Work request:
Each line of the data that includes the string "claimants" is to be copied out.

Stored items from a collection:

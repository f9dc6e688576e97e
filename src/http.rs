use std::fs::{self, File};
use std::io::{Read, Write};
use std::path::Path;
use std::time::Duration;

use reqwest::blocking::{Client, RequestBuilder, Response};
use reqwest::header::{HeaderMap, HeaderValue, USER_AGENT};
use serde_json::Value;

use crate::error::ChapterboxError;
use crate::fetcher::AbortSignal;

const CHUNK_SIZE: usize = 64 * 1024;

#[derive(Debug, Clone, Default, PartialEq, Eq)]
pub struct HttpRequest {
    pub url: String,
    pub query: Vec<(String, String)>,
    pub headers: Vec<(String, String)>,
}

impl HttpRequest {
    pub fn get(url: impl Into<String>) -> Self {
        Self {
            url: url.into(),
            ..Self::default()
        }
    }

    pub fn query(mut self, name: impl Into<String>, value: impl Into<String>) -> Self {
        self.query.push((name.into(), value.into()));
        self
    }

    pub fn header(mut self, name: impl Into<String>, value: impl Into<String>) -> Self {
        self.headers.push((name.into(), value.into()));
        self
    }

    pub fn headers<I>(mut self, headers: I) -> Self
    where
        I: IntoIterator<Item = (String, String)>,
    {
        self.headers.extend(headers);
        self
    }
}

pub trait HttpClient: Send + Sync {
    fn get_json(&self, request: &HttpRequest) -> Result<Value, ChapterboxError>;

    fn get_bytes(
        &self,
        request: &HttpRequest,
        abort: &AbortSignal,
    ) -> Result<Vec<u8>, ChapterboxError>;

    fn download(
        &self,
        request: &HttpRequest,
        destination: &Path,
        abort: &AbortSignal,
    ) -> Result<u64, ChapterboxError> {
        let bytes = self.get_bytes(request, abort)?;
        fs::write(destination, &bytes).map_err(|err| {
            ChapterboxError::Filesystem(format!("write {}: {err}", destination.display()))
        })?;
        Ok(bytes.len() as u64)
    }
}

#[derive(Clone)]
pub struct ReqwestHttpClient {
    client: Client,
}

impl ReqwestHttpClient {
    pub fn new() -> Result<Self, ChapterboxError> {
        let mut headers = HeaderMap::new();
        headers.insert(
            USER_AGENT,
            HeaderValue::from_str(&format!("chapterbox/{}", env!("CARGO_PKG_VERSION")))
                .map_err(|err| ChapterboxError::Http(err.to_string()))?,
        );
        let client = Client::builder()
            .default_headers(headers)
            .timeout(Duration::from_secs(60))
            .build()
            .map_err(|err| ChapterboxError::Http(err.to_string()))?;
        Ok(Self { client })
    }

    pub fn inner(&self) -> &Client {
        &self.client
    }

    fn build(&self, request: &HttpRequest) -> RequestBuilder {
        let mut builder = self.client.get(&request.url);
        if !request.query.is_empty() {
            builder = builder.query(&request.query);
        }
        for (name, value) in &request.headers {
            builder = builder.header(name.as_str(), value.as_str());
        }
        builder
    }

    fn send(&self, request: &HttpRequest) -> Result<Response, ChapterboxError> {
        let response = self
            .build(request)
            .send()
            .map_err(|err| ChapterboxError::Http(err.to_string()))?;
        handle_status(response)
    }
}

impl HttpClient for ReqwestHttpClient {
    fn get_json(&self, request: &HttpRequest) -> Result<Value, ChapterboxError> {
        self.send(request)?
            .json()
            .map_err(|err| ChapterboxError::Http(err.to_string()))
    }

    fn get_bytes(
        &self,
        request: &HttpRequest,
        abort: &AbortSignal,
    ) -> Result<Vec<u8>, ChapterboxError> {
        abort.check()?;
        let mut response = self.send(request)?;
        let mut bytes = Vec::new();
        copy_until_aborted(&mut response, &mut bytes, abort)?;
        Ok(bytes)
    }

    fn download(
        &self,
        request: &HttpRequest,
        destination: &Path,
        abort: &AbortSignal,
    ) -> Result<u64, ChapterboxError> {
        abort.check()?;
        let mut response = self.send(request)?;
        let mut file = File::create(destination).map_err(|err| {
            ChapterboxError::Filesystem(format!("create {}: {err}", destination.display()))
        })?;
        let written = copy_until_aborted(&mut response, &mut file, abort)?;
        file.flush()
            .map_err(|err| ChapterboxError::Filesystem(err.to_string()))?;
        Ok(written)
    }
}

pub fn handle_status(response: Response) -> Result<Response, ChapterboxError> {
    check_status(response, |status, message| ChapterboxError::HttpStatus { status, message })
}

/// Passes successful responses through; otherwise reads the body and hands
/// status and message to `into_error`.
pub fn check_status<F>(response: Response, into_error: F) -> Result<Response, ChapterboxError>
where
    F: FnOnce(u16, String) -> ChapterboxError,
{
    if response.status().is_success() {
        return Ok(response);
    }
    let status = response.status().as_u16();
    Err(into_error(status, status_message(response.text().ok())))
}

fn status_message(body: Option<String>) -> String {
    body.map(|body| body.trim().to_string())
        .filter(|body| !body.is_empty())
        .unwrap_or_else(|| "request failed".to_string())
}

pub fn copy_until_aborted<R: Read, W: Write>(
    reader: &mut R,
    writer: &mut W,
    abort: &AbortSignal,
) -> Result<u64, ChapterboxError> {
    let mut buffer = vec![0u8; CHUNK_SIZE];
    let mut total = 0u64;
    loop {
        abort.check()?;
        let read = reader
            .read(&mut buffer)
            .map_err(|err| ChapterboxError::Http(err.to_string()))?;
        if read == 0 {
            return Ok(total);
        }
        writer
            .write_all(&buffer[..read])
            .map_err(|err| ChapterboxError::Filesystem(err.to_string()))?;
        total += read as u64;
    }
}

#[cfg(test)]
mod tests {
    use std::io::Cursor;

    use assert_matches::assert_matches;

    use super::*;

    #[test]
    fn copy_stops_once_aborted() {
        let abort = AbortSignal::new();
        abort.request();
        let mut reader = Cursor::new(vec![1u8; 16]);
        let mut out = Vec::new();
        let err = copy_until_aborted(&mut reader, &mut out, &abort).unwrap_err();
        assert_matches!(err, ChapterboxError::Aborted);
        assert!(out.is_empty());
    }

    #[test]
    fn copy_reads_everything() {
        let abort = AbortSignal::new();
        let payload = vec![7u8; CHUNK_SIZE * 2 + 3];
        let mut out = Vec::new();
        let written =
            copy_until_aborted(&mut Cursor::new(payload.clone()), &mut out, &abort).unwrap();
        assert_eq!(written, payload.len() as u64);
        assert_eq!(out, payload);
    }

    #[test]
    fn status_message_falls_back_when_body_is_missing() {
        assert_eq!(status_message(None), "request failed");
        assert_eq!(status_message(Some("  \n".to_string())), "request failed");
        assert_eq!(status_message(Some(" rate limited\n".to_string())), "rate limited");
    }

    #[test]
    fn request_builder_collects_parts() {
        let request = HttpRequest::get("https://example.org/api")
            .query("chapter_id", "1000")
            .header("Referer", "https://example.org/");
        assert_eq!(request.query, vec![("chapter_id".to_string(), "1000".to_string())]);
        assert_eq!(request.headers.len(), 1);
    }
}
use std::path::Path;

use tracing::debug;

use crate::domain::{Chapter, Page};
use crate::error::ChapterboxError;
use crate::fetcher::{BoundedFetcher, HttpPageWriter};
use crate::http::HttpClient;

pub mod mangadex;
pub mod mangaplus;

pub use mangadex::MangadexSource;
pub use mangaplus::MangaPlusSource;

pub trait Source: Send + Sync {
    fn name(&self) -> &'static str;

    fn claims(&self, chapter: &Chapter) -> bool;

    fn page_list(
        &self,
        http: &dyn HttpClient,
        chapter: &Chapter,
    ) -> Result<Vec<Page>, ChapterboxError>;

    fn download_chapter(
        &self,
        http: &dyn HttpClient,
        fetcher: &BoundedFetcher,
        chapter: &Chapter,
        staging_dir: &Path,
    ) -> Result<usize, ChapterboxError> {
        let pages = self.page_list(http, chapter)?;
        if pages.is_empty() {
            return Err(ChapterboxError::PageList {
                source_name: self.name().to_string(),
                message: format!("chapter {} has no pages", chapter.id),
            });
        }
        debug!(source = self.name(), pages = pages.len(), "page list resolved");
        let writer = HttpPageWriter::new(http, staging_dir, pages.len());
        fetcher.fetch(&pages, &writer)?;
        Ok(pages.len())
    }
}

pub struct SourceResolver {
    sources: Vec<Box<dyn Source>>,
}

impl SourceResolver {
    pub fn new(sources: Vec<Box<dyn Source>>) -> Self {
        Self { sources }
    }

    pub fn with_default_sources() -> Self {
        Self::new(vec![
            Box::new(MangaPlusSource::default()),
            Box::new(MangadexSource::default()),
        ])
    }

    pub fn resolve(&self, chapter: &Chapter) -> Option<&dyn Source> {
        self.sources
            .iter()
            .find(|source| source.claims(chapter))
            .map(|source| source.as_ref())
    }

    pub fn claimants(&self, chapter: &Chapter) -> Vec<&'static str> {
        self.sources
            .iter()
            .filter(|source| source.claims(chapter))
            .map(|source| source.name())
            .collect()
    }

    pub fn names(&self) -> Vec<&'static str> {
        self.sources.iter().map(|source| source.name()).collect()
    }
}

impl Default for SourceResolver {
    fn default() -> Self {
        Self::with_default_sources()
    }
}

pub(crate) fn page_list_error(source: &dyn Source, message: impl ToString) -> ChapterboxError {
    ChapterboxError::PageList {
        source_name: source.name().to_string(),
        message: message.to_string(),
    }
}

#[cfg(test)]
mod tests {
    use super::*;

    #[test]
    fn exactly_one_source_claims_each_chapter() {
        let resolver = SourceResolver::with_default_sources();
        let corpus = [
            Chapter::new("a", Some("1"), None),
            Chapter::new("b", Some("2"), Some("")),
            Chapter::new("c", Some("3"), Some("https://mangaplus.shueisha.co.jp/viewer/1000486")),
            Chapter::new("d", None, Some("https://mangaplus.shueisha.co.jp/viewer/1000486/")),
            Chapter::new("e", Some("5"), Some("https://mangaplus.shueisha.co.jp/titles/100020")),
            Chapter::new("f", Some("6"), Some("https://www.webtoons.com/en/viewer/123")),
            Chapter::new("g", Some("7"), Some("https://comikey.com/read/abc")),
        ];

        let claims = corpus
            .iter()
            .map(|chapter| resolver.claimants(chapter))
            .collect::<Vec<_>>();

        assert_eq!(claims[0], vec!["mangadex"]);
        assert_eq!(claims[1], vec!["mangadex"]);
        assert_eq!(claims[2], vec!["mangaplus"]);
        assert_eq!(claims[3], vec!["mangaplus"]);
        for unclaimed in &claims[4..] {
            assert!(unclaimed.is_empty());
        }
        for (chapter, claim) in corpus.iter().zip(&claims) {
            assert!(claim.len() <= 1, "{} claimed by {claim:?}", chapter.id);
        }
    }

    #[test]
    fn resolve_returns_the_claiming_source() {
        let resolver = SourceResolver::default();
        let direct = Chapter::new("a", Some("1"), None);
        let external = Chapter::new("b", Some("1"), Some("https://comikey.com/read/abc"));

        assert_eq!(resolver.resolve(&direct).map(|s| s.name()), Some("mangadex"));
        assert!(resolver.resolve(&external).is_none());
        assert_eq!(resolver.names(), vec!["mangaplus", "mangadex"]);
    }
}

Task answer:
    pub fn claimants(&self, chapter: &Chapter) -> Vec<&'static str> {
            .map(|chapter| resolver.claimants(chapter))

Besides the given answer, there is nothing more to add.